* [What the task requires]
Gather each line of the records where "CompletionRequest" appears.

* [Records provided]
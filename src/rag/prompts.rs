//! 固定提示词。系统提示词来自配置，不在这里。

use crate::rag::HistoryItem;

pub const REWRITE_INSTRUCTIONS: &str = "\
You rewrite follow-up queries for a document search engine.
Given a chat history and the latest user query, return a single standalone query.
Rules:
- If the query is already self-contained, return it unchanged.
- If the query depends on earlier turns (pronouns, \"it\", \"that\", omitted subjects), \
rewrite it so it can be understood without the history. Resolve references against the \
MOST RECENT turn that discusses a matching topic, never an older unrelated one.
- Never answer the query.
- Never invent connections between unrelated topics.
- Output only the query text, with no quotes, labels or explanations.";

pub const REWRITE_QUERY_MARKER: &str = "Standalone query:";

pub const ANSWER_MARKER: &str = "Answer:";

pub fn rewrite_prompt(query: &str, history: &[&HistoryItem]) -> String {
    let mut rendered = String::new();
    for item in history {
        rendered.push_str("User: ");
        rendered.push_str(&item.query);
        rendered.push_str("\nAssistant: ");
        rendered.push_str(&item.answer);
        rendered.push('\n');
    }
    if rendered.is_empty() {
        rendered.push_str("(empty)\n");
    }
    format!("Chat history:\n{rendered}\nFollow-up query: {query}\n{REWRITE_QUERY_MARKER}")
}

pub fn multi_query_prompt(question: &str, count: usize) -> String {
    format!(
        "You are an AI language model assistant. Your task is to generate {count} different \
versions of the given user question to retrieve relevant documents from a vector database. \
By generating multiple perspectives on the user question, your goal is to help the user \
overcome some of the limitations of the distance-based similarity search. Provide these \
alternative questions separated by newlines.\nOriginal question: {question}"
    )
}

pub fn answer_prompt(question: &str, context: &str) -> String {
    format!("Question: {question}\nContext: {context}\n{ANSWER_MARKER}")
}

==

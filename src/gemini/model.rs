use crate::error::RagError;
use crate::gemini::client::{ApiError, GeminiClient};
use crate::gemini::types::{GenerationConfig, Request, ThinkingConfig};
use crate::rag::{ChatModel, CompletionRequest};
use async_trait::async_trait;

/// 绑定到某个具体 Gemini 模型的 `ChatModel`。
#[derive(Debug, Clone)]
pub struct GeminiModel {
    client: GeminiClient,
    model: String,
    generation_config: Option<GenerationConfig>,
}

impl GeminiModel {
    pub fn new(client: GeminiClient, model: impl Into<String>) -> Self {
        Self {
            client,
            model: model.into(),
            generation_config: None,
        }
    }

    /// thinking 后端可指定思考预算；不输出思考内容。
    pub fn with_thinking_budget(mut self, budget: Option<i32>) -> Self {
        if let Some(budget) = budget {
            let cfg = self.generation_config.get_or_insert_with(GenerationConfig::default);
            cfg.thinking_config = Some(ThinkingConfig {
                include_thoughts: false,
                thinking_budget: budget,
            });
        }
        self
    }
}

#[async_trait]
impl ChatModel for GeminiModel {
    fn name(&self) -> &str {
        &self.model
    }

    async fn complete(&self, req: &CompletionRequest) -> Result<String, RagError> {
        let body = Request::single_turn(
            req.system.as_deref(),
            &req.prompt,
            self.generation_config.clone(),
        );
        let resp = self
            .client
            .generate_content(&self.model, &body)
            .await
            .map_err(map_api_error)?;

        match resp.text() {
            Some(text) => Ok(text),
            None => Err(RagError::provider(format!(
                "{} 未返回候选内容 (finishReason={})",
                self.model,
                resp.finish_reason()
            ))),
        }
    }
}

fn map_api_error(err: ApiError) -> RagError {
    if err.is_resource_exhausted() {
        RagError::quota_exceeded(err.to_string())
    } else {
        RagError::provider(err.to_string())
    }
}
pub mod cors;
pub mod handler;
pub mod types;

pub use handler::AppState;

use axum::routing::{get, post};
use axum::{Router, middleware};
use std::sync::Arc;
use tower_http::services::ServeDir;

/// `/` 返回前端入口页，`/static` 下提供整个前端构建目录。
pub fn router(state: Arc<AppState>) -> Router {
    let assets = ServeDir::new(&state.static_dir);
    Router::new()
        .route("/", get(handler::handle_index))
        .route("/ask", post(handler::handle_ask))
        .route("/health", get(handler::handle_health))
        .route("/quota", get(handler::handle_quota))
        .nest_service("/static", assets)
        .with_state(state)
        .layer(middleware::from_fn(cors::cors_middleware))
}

---

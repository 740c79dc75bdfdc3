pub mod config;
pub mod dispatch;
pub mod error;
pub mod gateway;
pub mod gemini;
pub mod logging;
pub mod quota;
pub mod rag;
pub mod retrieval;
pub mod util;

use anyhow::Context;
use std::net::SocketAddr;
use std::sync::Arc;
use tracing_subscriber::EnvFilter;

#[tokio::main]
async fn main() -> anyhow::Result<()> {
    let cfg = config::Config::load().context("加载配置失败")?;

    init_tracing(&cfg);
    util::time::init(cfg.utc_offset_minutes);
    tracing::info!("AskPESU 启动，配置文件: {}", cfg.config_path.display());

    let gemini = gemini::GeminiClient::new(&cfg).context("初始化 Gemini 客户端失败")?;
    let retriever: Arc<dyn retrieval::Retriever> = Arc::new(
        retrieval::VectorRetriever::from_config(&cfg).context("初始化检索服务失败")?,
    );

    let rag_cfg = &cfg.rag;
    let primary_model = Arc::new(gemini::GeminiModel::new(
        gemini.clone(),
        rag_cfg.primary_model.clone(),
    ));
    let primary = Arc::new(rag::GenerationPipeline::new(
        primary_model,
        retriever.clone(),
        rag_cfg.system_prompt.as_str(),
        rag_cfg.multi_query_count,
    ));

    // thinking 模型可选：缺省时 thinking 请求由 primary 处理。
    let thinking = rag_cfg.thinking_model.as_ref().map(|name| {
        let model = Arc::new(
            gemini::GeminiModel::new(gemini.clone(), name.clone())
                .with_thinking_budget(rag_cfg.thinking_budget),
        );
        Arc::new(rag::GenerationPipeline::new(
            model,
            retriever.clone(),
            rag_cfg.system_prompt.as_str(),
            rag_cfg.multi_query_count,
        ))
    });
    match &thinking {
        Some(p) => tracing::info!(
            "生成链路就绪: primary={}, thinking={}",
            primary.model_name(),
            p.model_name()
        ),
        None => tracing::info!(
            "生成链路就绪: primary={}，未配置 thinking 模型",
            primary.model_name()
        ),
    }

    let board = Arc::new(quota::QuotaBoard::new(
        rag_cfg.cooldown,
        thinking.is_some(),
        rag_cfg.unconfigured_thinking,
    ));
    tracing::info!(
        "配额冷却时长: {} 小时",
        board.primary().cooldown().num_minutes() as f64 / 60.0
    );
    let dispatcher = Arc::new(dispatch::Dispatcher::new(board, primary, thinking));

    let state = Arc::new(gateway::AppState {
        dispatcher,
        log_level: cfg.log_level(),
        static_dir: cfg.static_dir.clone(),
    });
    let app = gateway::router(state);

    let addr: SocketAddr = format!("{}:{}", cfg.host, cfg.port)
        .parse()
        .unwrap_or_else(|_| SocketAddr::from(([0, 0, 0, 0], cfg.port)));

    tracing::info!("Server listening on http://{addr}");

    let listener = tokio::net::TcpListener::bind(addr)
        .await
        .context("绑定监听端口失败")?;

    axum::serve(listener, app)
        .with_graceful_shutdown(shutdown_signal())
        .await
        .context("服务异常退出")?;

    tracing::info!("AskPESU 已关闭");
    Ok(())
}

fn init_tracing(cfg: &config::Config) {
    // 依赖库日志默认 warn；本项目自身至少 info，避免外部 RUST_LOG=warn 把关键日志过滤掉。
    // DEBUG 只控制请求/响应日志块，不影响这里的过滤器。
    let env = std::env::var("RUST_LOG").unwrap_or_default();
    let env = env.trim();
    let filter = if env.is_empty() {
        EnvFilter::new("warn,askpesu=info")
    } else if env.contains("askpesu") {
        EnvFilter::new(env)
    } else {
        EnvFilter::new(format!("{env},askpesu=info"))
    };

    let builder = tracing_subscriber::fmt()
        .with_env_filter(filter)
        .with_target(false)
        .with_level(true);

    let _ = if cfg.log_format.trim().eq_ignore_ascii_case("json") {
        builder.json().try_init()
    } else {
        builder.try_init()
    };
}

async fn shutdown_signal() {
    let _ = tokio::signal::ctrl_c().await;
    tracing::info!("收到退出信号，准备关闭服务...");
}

* [Solution]
use crate::rag::{ChatModel, CompletionRequest};
    async fn complete(&self, req: &CompletionRequest) -> Result<String, RagError> {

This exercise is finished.